▶ TASK GOAL
Copy out each line of the listing that has the word "format" in it.

[[ DATA TO USE open ]]

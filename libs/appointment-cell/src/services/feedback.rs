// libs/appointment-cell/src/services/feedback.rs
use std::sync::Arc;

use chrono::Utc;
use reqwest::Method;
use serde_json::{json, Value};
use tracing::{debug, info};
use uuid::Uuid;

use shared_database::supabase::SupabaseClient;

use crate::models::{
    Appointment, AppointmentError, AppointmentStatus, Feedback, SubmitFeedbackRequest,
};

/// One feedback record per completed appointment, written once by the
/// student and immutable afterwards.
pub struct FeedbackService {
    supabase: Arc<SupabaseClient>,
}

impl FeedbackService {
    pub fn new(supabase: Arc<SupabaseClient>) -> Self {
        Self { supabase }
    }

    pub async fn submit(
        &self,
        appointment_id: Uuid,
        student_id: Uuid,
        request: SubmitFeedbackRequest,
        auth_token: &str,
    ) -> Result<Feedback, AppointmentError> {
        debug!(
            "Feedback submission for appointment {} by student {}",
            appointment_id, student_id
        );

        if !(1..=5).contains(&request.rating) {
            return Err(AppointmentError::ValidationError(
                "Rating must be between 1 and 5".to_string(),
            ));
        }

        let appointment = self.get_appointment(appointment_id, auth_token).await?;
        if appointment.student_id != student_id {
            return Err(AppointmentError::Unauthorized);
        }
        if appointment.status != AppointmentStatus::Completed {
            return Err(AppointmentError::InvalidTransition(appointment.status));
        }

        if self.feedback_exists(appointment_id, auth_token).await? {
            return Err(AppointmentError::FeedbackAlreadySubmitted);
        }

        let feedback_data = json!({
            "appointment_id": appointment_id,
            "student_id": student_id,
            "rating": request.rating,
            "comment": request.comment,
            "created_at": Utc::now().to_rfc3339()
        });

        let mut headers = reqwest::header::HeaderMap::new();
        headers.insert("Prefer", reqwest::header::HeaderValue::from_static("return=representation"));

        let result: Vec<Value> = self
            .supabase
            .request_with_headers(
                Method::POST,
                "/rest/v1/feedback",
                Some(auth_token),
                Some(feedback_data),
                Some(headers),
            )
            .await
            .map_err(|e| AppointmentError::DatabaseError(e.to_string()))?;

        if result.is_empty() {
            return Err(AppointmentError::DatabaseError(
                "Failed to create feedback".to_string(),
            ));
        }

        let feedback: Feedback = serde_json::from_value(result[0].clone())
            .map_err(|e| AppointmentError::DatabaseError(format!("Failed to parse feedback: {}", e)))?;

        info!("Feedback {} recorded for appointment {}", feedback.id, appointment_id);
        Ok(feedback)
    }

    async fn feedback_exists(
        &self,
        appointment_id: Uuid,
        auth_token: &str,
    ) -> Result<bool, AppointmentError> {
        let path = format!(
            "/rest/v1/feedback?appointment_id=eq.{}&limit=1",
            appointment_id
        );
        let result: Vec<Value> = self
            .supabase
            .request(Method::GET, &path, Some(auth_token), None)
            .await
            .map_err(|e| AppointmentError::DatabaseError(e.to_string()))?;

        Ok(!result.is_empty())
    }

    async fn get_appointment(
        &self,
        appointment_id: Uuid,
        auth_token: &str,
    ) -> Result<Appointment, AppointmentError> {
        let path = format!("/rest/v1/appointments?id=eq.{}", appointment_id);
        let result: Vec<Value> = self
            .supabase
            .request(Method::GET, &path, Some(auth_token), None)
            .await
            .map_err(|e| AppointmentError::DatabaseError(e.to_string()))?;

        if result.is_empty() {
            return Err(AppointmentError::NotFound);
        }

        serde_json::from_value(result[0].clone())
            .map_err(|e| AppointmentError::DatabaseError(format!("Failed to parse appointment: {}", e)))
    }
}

[[ DATA TO USE closed ]]
[[ DATA TO USE open ]]

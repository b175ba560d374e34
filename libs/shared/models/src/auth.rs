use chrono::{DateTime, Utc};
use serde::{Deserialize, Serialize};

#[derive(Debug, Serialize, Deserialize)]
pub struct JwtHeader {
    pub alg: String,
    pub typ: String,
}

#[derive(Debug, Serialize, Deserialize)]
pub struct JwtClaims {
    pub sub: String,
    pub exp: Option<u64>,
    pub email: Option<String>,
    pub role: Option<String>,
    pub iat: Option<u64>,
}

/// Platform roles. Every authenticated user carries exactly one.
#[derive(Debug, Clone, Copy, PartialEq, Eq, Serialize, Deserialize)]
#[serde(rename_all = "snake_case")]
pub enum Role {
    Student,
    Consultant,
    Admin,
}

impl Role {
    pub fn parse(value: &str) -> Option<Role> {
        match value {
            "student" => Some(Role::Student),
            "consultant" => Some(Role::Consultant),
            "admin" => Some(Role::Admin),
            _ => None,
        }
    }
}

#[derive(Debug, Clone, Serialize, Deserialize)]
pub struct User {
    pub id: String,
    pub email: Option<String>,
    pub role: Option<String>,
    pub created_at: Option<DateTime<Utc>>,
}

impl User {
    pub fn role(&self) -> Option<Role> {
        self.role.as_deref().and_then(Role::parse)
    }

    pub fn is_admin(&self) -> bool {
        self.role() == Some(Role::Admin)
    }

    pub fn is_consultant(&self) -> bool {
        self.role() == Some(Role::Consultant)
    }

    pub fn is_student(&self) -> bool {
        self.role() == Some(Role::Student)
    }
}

[[ DATA TO USE closed ]]

▶ REPLY
            .map_err(|e| AppointmentError::DatabaseError(format!("Failed to parse feedback: {}", e)))?;
        let path = format!(
        let path = format!("/rest/v1/appointments?id=eq.{}", appointment_id);
            .map_err(|e| AppointmentError::DatabaseError(format!("Failed to parse appointment: {}", e)))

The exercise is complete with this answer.